Na encosta do cantão suíço de Graubüngen, a cerca de duas horas de Zurique, essa terma provém da fonte natural de água quente Saint Peters, que contém cálcio, sulfato, hidrogênio, carbonato e ferro. As piscinas de hidroterapia, nas quais se permitem banhos noturnos, constroem uma paisagem onírica em meio aos Alpes nevados. Imponente e minimalista, o hotel adjacente foi reformado pelo arquiteto Peter Zumthor, premiado no Pritzker em 2009.

Pamukkale / Turquia

Patrimônio Mundial tombado pela UNESCO, o Castelo de Algodão na Província de Denizli é utilizado há séculos no tratamento medicinal de diversos males. Às margens das ruínas da cidade bizantina e greco-romana de Hierápolis, a Cidade Sagrada, as fontes termais deslizam como cascata pela colina de 200 metros de altura. A precipitação de carbonato de cálcio, proveniente das águas quentes da montanha, dá origem às piscinas de mármore travertino, nas quais é possível nadar e vislumbrar um pôr do sol sem igual.

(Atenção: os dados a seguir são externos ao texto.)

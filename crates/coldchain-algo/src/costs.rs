//! Post-solve cost decomposition
//!
//! Breaks the realized objective into labor (sunk fixed hours, overtime,
//! non-fixed), production, transport, storage, changeovers, and waste
//! (unmet demand, expiry, end-of-horizon leftovers). Rates come from the
//! labor calendar and cost structure, quantities from the extracted plan.

use crate::planner::problem::PlanProblem;
use crate::planner::solution::PlanSolution;
use chrono::NaiveDate;
use coldchain_core::{LaborDay, ProductState};
use std::collections::BTreeMap;

#[derive(Debug, Clone, Default)]
pub struct LaborCost {
    pub fixed_hours: f64,
    pub fixed_hours_cost: f64,
    pub overtime_hours: f64,
    pub overtime_cost: f64,
    pub non_fixed_hours: f64,
    pub non_fixed_cost: f64,
    pub total_cost: f64,
    pub cost_by_date: BTreeMap<NaiveDate, f64>,
}

#[derive(Debug, Clone, Default)]
pub struct ProductionCost {
    pub total_units: f64,
    pub total_cost: f64,
    pub average_cost_per_unit: f64,
    pub cost_by_product: BTreeMap<String, f64>,
    pub cost_by_date: BTreeMap<NaiveDate, f64>,
}

#[derive(Debug, Clone, Default)]
pub struct TransportCost {
    pub total_units_shipped: f64,
    pub total_cost: f64,
    pub cost_by_route: BTreeMap<String, f64>,
}

#[derive(Debug, Clone, Default)]
pub struct StorageCost {
    pub pallet_cost: f64,
    pub unit_cost: f64,
    pub total_cost: f64,
}

#[derive(Debug, Clone, Default)]
pub struct WasteCost {
    pub unmet_demand_units: f64,
    pub unmet_demand_cost: f64,
    pub expired_units: f64,
    pub expired_cost: f64,
    pub end_inventory_units: f64,
    pub end_inventory_cost: f64,
    pub total_cost: f64,
}

/// Full cost-to-serve decomposition.
#[derive(Debug, Clone, Default)]
pub struct CostBreakdown {
    pub labor: LaborCost,
    pub production: ProductionCost,
    pub transport: TransportCost,
    pub storage: StorageCost,
    pub changeover_cost: f64,
    pub waste: WasteCost,
    pub total_cost: f64,
    pub cost_per_unit_delivered: f64,
}

/// Decompose a solved plan's cost. Fixed-day hours are charged whether or not
/// anything ran; the remainder follows the realized decision variables.
pub fn decompose_costs(
    problem: &PlanProblem,
    labor_days: &[LaborDay],
    solution: &PlanSolution,
) -> CostBreakdown {
    let costs = &problem.costs;
    let network = &problem.network;
    let mut breakdown = CostBreakdown::default();

    // Labor: sunk fixed hours plus realized overtime and non-fixed hours.
    for labor in labor_days {
        let mut day_cost = 0.0;
        if labor.is_fixed_day {
            breakdown.labor.fixed_hours += labor.fixed_hours;
            let fixed = labor.fixed_hours * labor.regular_rate;
            breakdown.labor.fixed_hours_cost += fixed;
            day_cost += fixed;
            let overtime = solution
                .overtime_hours_by_date
                .get(&labor.date)
                .copied()
                .unwrap_or(0.0);
            breakdown.labor.overtime_hours += overtime;
            let overtime_cost = overtime * labor.overtime_rate;
            breakdown.labor.overtime_cost += overtime_cost;
            day_cost += overtime_cost;
        } else {
            let paid = solution
                .non_fixed_hours_by_date
                .get(&labor.date)
                .copied()
                .unwrap_or(0.0);
            breakdown.labor.non_fixed_hours += paid;
            let cost = paid * labor.non_fixed_rate_or_overtime();
            breakdown.labor.non_fixed_cost += cost;
            day_cost += cost;
        }
        if day_cost > 0.0 {
            breakdown.labor.cost_by_date.insert(labor.date, day_cost);
        }
    }
    breakdown.labor.total_cost = breakdown.labor.fixed_hours_cost
        + breakdown.labor.overtime_cost
        + breakdown.labor.non_fixed_cost;

    // Production.
    for (&(date, ref product), &qty) in &solution.production_by_date_product {
        let cost = qty * costs.production_cost_per_unit;
        breakdown.production.total_units += qty;
        breakdown.production.total_cost += cost;
        *breakdown
            .production
            .cost_by_product
            .entry(product.clone())
            .or_insert(0.0) += cost;
        *breakdown.production.cost_by_date.entry(date).or_insert(0.0) += cost;
    }
    if breakdown.production.total_units > 0.0 {
        breakdown.production.average_cost_per_unit =
            breakdown.production.total_cost / breakdown.production.total_units;
    }

    // Transport: per-leg route rates (with the mode default as fallback) plus
    // per-unit truck charges.
    for shipment in &solution.shipments {
        let rate = network
            .routes()
            .iter()
            .find(|r| r.code == shipment.route_code)
            .map(|route| {
                if route.cost_per_unit > 0.0 {
                    route.cost_per_unit
                } else {
                    match route.transport_mode {
                        coldchain_core::TransportMode::Frozen => {
                            costs.transport_cost_frozen_per_unit
                        }
                        coldchain_core::TransportMode::Ambient => {
                            costs.transport_cost_ambient_per_unit
                        }
                    }
                }
            })
            .unwrap_or(0.0);
        let cost = shipment.quantity * rate;
        breakdown.transport.total_units_shipped += shipment.quantity;
        breakdown.transport.total_cost += cost;
        *breakdown
            .transport
            .cost_by_route
            .entry(shipment.route_code.clone())
            .or_insert(0.0) += cost;
    }
    for (&(ref truck_code, _, _, _), &qty) in &solution.truck_loads {
        if let Some(truck) = network.trucks().iter().find(|t| &t.code == truck_code) {
            if truck.cost_per_unit > 0.0 {
                breakdown.transport.total_cost += qty * truck.cost_per_unit;
            }
        }
    }

    // Storage: pallet-based where the state's pallet cost is active, legacy
    // unit-day otherwise. Partial pallets occupy whole slots.
    let pallet_units = costs.units_per_pallet_storage as f64;
    for (key, &qty) in &solution.cohort_inventory {
        if costs.pallet_costing_active(key.state) {
            let pallets = (qty / pallet_units).ceil();
            breakdown.storage.pallet_cost += pallets * costs.pallet_cost_per_day(key.state);
        } else {
            breakdown.storage.unit_cost += qty * costs.unit_storage_cost_per_day(key.state);
        }
    }
    breakdown.storage.total_cost = breakdown.storage.pallet_cost + breakdown.storage.unit_cost;

    breakdown.changeover_cost =
        solution.production_starts.len() as f64 * costs.changeover_cost_per_start;

    // Waste: shortage penalty, spoilage, and end-of-horizon leftovers.
    let waste_rate = costs.production_cost_per_unit * costs.waste_cost_multiplier;
    breakdown.waste.unmet_demand_units = solution.total_shortage;
    breakdown.waste.unmet_demand_cost =
        solution.total_shortage * costs.shortage_penalty_per_unit;
    breakdown.waste.expired_units = solution.expired_units;
    breakdown.waste.expired_cost = solution.expired_units * waste_rate;
    breakdown.waste.end_inventory_units = solution.end_horizon_inventory;
    breakdown.waste.end_inventory_cost = solution.end_horizon_inventory * waste_rate;
    breakdown.waste.total_cost = breakdown.waste.unmet_demand_cost
        + breakdown.waste.expired_cost
        + breakdown.waste.end_inventory_cost;

    breakdown.total_cost = breakdown.labor.total_cost
        + breakdown.production.total_cost
        + breakdown.transport.total_cost
        + breakdown.storage.total_cost
        + breakdown.changeover_cost
        + breakdown.waste.total_cost;

    let delivered: f64 = solution.demand_consumed.values().sum();
    if delivered > 0.0 {
        breakdown.cost_per_unit_delivered = breakdown.total_cost / delivered;
    }

    breakdown
}

#[cfg(test)]
mod tests {
    use super::*;
    use chrono::Duration;
    use coldchain_core::{
        CostStructure, Forecast, LaborCalendar, Network, NodeCapabilities, ProductSpec,
        TransportMode,
    };

    fn date(y: i32, m: u32, d: u32) -> NaiveDate {
        NaiveDate::from_ymd_opt(y, m, d).unwrap()
    }

    fn fixture() -> (PlanProblem, Vec<LaborDay>) {
        let start = date(2025, 10, 13);
        let mut network = Network::new();
        network.add_node(
            "M",
            "Plant",
            NodeCapabilities {
                can_manufacture: true,
                production_rate_per_hour: 1400.0,
                ..NodeCapabilities::default()
            },
        );
        network.add_node(
            "D",
            "Dest",
            NodeCapabilities {
                has_demand: true,
                ..NodeCapabilities::default()
            },
        );
        network
            .add_route("R1", "M", "D", 1.0, TransportMode::Ambient, 0.3)
            .unwrap();
        network.add_product(ProductSpec {
            code: "P1".into(),
            ..ProductSpec::default()
        });
        let labor_days = vec![
            LaborDay {
                date: start,
                is_fixed_day: true,
                fixed_hours: 12.0,
                regular_rate: 25.0,
                overtime_rate: 37.5,
                non_fixed_rate: Some(40.0),
                minimum_hours: 0.0,
                max_hours: 14.0,
            },
            LaborDay {
                date: start + Duration::days(1),
                is_fixed_day: false,
                fixed_hours: 0.0,
                regular_rate: 25.0,
                overtime_rate: 37.5,
                non_fixed_rate: Some(40.0),
                minimum_hours: 4.0,
                max_hours: 14.0,
            },
        ];
        let problem = PlanProblem::new(
            network,
            Forecast::default(),
            LaborCalendar::new(labor_days.clone()),
            CostStructure {
                production_cost_per_unit: 0.8,
                shortage_penalty_per_unit: 100.0,
                waste_cost_multiplier: 1.5,
                changeover_cost_per_start: 500.0,
                ..CostStructure::default()
            },
            start,
            start + Duration::days(1),
        );
        (problem, labor_days)
    }

    #[test]
    fn test_fixed_labor_charged_with_zero_production() {
        let (problem, labor_days) = fixture();
        let solution = PlanSolution::default();
        let breakdown = decompose_costs(&problem, &labor_days, &solution);

        // The fixed weekday is sunk at 12h × $25 even though nothing ran;
        // the idle non-fixed day costs nothing.
        assert_eq!(breakdown.labor.fixed_hours_cost, 300.0);
        assert_eq!(breakdown.labor.non_fixed_cost, 0.0);
        assert_eq!(breakdown.labor.total_cost, 300.0);
        assert_eq!(breakdown.total_cost, 300.0);
    }

    #[test]
    fn test_component_sums() {
        let (problem, labor_days) = fixture();
        let start = date(2025, 10, 13);
        let mut solution = PlanSolution::default();
        solution
            .production_by_date_product
            .insert((start, "P1".into()), 500.0);
        solution.shipments.push(crate::planner::ShipmentRecord {
            route_code: "R1".into(),
            origin: "M".into(),
            destination: "D".into(),
            product: "P1".into(),
            produced: start,
            departs: start,
            delivers: start + Duration::days(1),
            delivered_state: ProductState::Ambient,
            quantity: 500.0,
        });
        solution
            .demand_consumed
            .insert(("D".into(), "P1".into(), start + Duration::days(1)), 500.0);
        solution.total_shortage = 10.0;
        solution.expired_units = 20.0;
        solution.end_horizon_inventory = 30.0;
        solution.production_starts.push(("P1".into(), start));

        let breakdown = decompose_costs(&problem, &labor_days, &solution);

        assert_eq!(breakdown.production.total_cost, 400.0); // 500 × 0.8
        assert_eq!(breakdown.transport.total_cost, 150.0); // 500 × 0.3
        assert_eq!(breakdown.changeover_cost, 500.0);
        assert_eq!(breakdown.waste.unmet_demand_cost, 1000.0); // 10 × 100
        assert!((breakdown.waste.expired_cost - 24.0).abs() < 1e-9); // 20 × 0.8 × 1.5
        assert!((breakdown.waste.end_inventory_cost - 36.0).abs() < 1e-9);
        let expected_total = 300.0 + 400.0 + 150.0 + 500.0 + 1000.0 + 24.0 + 36.0;
        assert!((breakdown.total_cost - expected_total).abs() < 1e-9);
        assert!((breakdown.cost_per_unit_delivered - expected_total / 500.0).abs() < 1e-9);
    }
}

The Gainsborough Bath Spa/ Inglaterra

Dos celtas aos saxões, as propriedades curativas das águas de Bath são notórias. Descoberta pelo príncipe Bladude, em cerca de 863 a.C., é a única fonte termal da Grã-Bretanha. No spa central, The Gainsborough, há piscinas com hidromassagem – uma delas ao ar livre com vista para Bath Abbey – tratamentos corporais com pedras quentes e quatro saunas de ervas aromáticas. Eleja sua favorita: lavanda, jasmim, pinheiro ou eucalipto.

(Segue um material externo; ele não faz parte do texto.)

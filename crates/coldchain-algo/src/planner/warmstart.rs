//! Campaign warmstart hints
//!
//! Generates a SKU-day selection hint for the `product_produced` binaries:
//! cycle the SKU set across weekdays so each SKU is produced on a fixed
//! subset of weekdays of the horizon. Warmstart is a pure function of the
//! problem; hints referencing unknown variables are silently skipped at
//! application time.

use crate::planner::model::PlanModel;
use crate::planner::problem::PlanProblem;
use chrono::{Datelike, NaiveDate};
use coldchain_core::{Network, PlanResult};
use good_lp::Variable;
use std::collections::BTreeMap;

/// Hint map keyed by (manufacturing node code, product code, date).
pub type WarmstartHints = BTreeMap<(String, String, NaiveDate), bool>;

/// Weekly campaign: SKU `i` runs on fixed weekdays (weekday index ≡ i modulo
/// the SKU count); weekends and non-fixed days stay off.
pub fn generate_campaign_hints(problem: &PlanProblem) -> PlanResult<WarmstartHints> {
    let mfg = problem.manufacturing()?;
    let mfg_code = problem.network.node(mfg).code.clone();
    let products = problem.network.products();
    let mut hints = WarmstartHints::new();
    if products.is_empty() {
        return Ok(hints);
    }
    let cycle = products.len();

    for labor in problem.labor_days()? {
        let weekday = labor.date.weekday().num_days_from_monday() as usize;
        for (slot, product) in products.iter().enumerate() {
            let on = labor.is_fixed_day && weekday % cycle == slot % cycle;
            hints.insert((mfg_code.clone(), product.code.clone(), labor.date), on);
        }
    }
    Ok(hints)
}

/// Resolve hints against the built model's `product_produced` variables.
/// Hints that reference unknown nodes, products, dates — or a model where
/// binary SKU selection is inactive — are skipped silently.
pub fn resolve_hints(
    hints: &WarmstartHints,
    model: &PlanModel,
    network: &Network,
) -> Vec<(Variable, f64)> {
    let mfg_code = &network.node(model.mfg).code;
    let mut resolved = Vec::new();
    let mut skipped = 0usize;
    for ((node_code, product_code, date), &on) in hints {
        let var = (node_code == mfg_code)
            .then(|| network.product_id(product_code))
            .flatten()
            .and_then(|product| model.registry.product_produced.get(&(product, *date)));
        match var {
            Some(&var) => resolved.push((var, if on { 1.0 } else { 0.0 })),
            None => skipped += 1,
        }
    }
    if skipped > 0 {
        tracing::debug!(skipped, applied = resolved.len(), "warmstart hints resolved");
    }
    resolved
}

#[cfg(test)]
mod tests {
    use super::*;
    use crate::planner::model::build_model;
    use chrono::Duration;
    use coldchain_core::{
        CostStructure, Forecast, ForecastEntry, LaborCalendar, LaborDay, NodeCapabilities,
        ProductSpec, TransportMode,
    };

    fn date(y: i32, m: u32, d: u32) -> NaiveDate {
        NaiveDate::from_ymd_opt(y, m, d).unwrap()
    }

    fn campaign_problem(n_products: usize) -> PlanProblem {
        let start = date(2025, 10, 13); // Monday
        let mut network = Network::new();
        network.add_node(
            "6122",
            "Plant",
            NodeCapabilities {
                can_manufacture: true,
                production_rate_per_hour: 1400.0,
                ..NodeCapabilities::default()
            },
        );
        network.add_node(
            "D",
            "Dest",
            NodeCapabilities {
                has_demand: true,
                ..NodeCapabilities::default()
            },
        );
        network
            .add_route("R1", "6122", "D", 1.0, TransportMode::Ambient, 0.1)
            .unwrap();
        let mut entries = Vec::new();
        for i in 0..n_products {
            let code = format!("P{}", i + 1);
            network.add_product(ProductSpec {
                code: code.clone(),
                ..ProductSpec::default()
            });
            entries.push(ForecastEntry {
                location_code: "D".into(),
                product_code: code,
                date: start + Duration::days(3),
                quantity: 100.0,
                confidence: None,
            });
        }
        let labor = LaborCalendar::new(
            (0..7)
                .map(|i| {
                    let weekend = i >= 5;
                    LaborDay {
                        date: start + Duration::days(i),
                        is_fixed_day: !weekend,
                        fixed_hours: if weekend { 0.0 } else { 12.0 },
                        regular_rate: 25.0,
                        overtime_rate: 37.5,
                        non_fixed_rate: Some(40.0),
                        minimum_hours: if weekend { 4.0 } else { 0.0 },
                        max_hours: 14.0,
                    }
                })
                .collect(),
        );
        let mut problem = PlanProblem::new(
            network,
            Forecast {
                name: "t".into(),
                entries,
            },
            labor,
            CostStructure {
                changeover_cost_per_start: 500.0,
                ..CostStructure::default()
            },
            start,
            start + Duration::days(6),
        );
        problem.config.allow_shortages = true;
        problem
    }

    #[test]
    fn test_campaign_cycles_skus_across_weekdays() {
        let problem = campaign_problem(5);
        let hints = generate_campaign_hints(&problem).unwrap();
        // 5 products × 7 days.
        assert_eq!(hints.len(), 35);

        // Monday runs the first SKU only.
        let monday = date(2025, 10, 13);
        assert!(hints[&("6122".into(), "P1".into(), monday)]);
        assert!(!hints[&("6122".into(), "P2".into(), monday)]);

        // Each SKU gets exactly one weekday; weekends are off.
        for i in 1..=5 {
            let on_days = hints
                .iter()
                .filter(|((_, p, _), &on)| p == &format!("P{i}") && on)
                .count();
            assert_eq!(on_days, 1);
        }
    }

    #[test]
    fn test_resolve_skips_unknown_hints() {
        let problem = campaign_problem(2);
        let model = build_model(&problem).unwrap();
        let mut hints = generate_campaign_hints(&problem).unwrap();
        hints.insert(("6122".into(), "GHOST".into(), date(2025, 10, 13)), true);
        hints.insert(("9999".into(), "P1".into(), date(2025, 10, 13)), true);
        hints.insert(("6122".into(), "P1".into(), date(2030, 1, 1)), true);

        let resolved = resolve_hints(&hints, &model, &problem.network);
        // All valid (product, date) pairs resolve; the three bad hints drop.
        assert_eq!(resolved.len(), 14);
    }

    #[test]
    fn test_hints_without_sku_selection_all_skip() {
        let mut problem = campaign_problem(2);
        problem.costs.changeover_cost_per_start = 0.0;
        let hints = generate_campaign_hints(&problem).unwrap();
        let model = build_model(&problem).unwrap();
        assert!(model.registry.product_produced.is_empty());
        assert!(resolve_hints(&hints, &model, &problem.network).is_empty());
    }
}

Terme di Saturnia / Itália

Imersa numa paisagem idílica na Toscana, integra a estrutura de um hotel refinado, que preserva uma atmosfera serena. A piscina principal se mantém a 37,5°C e é reabastecida a cada quatro horas por uma fonte vulcânica. No spa medicinal, tratamentos holísticos, à base de lama, e um programa batizado de “reset natural” também estão abertos a não hóspedes.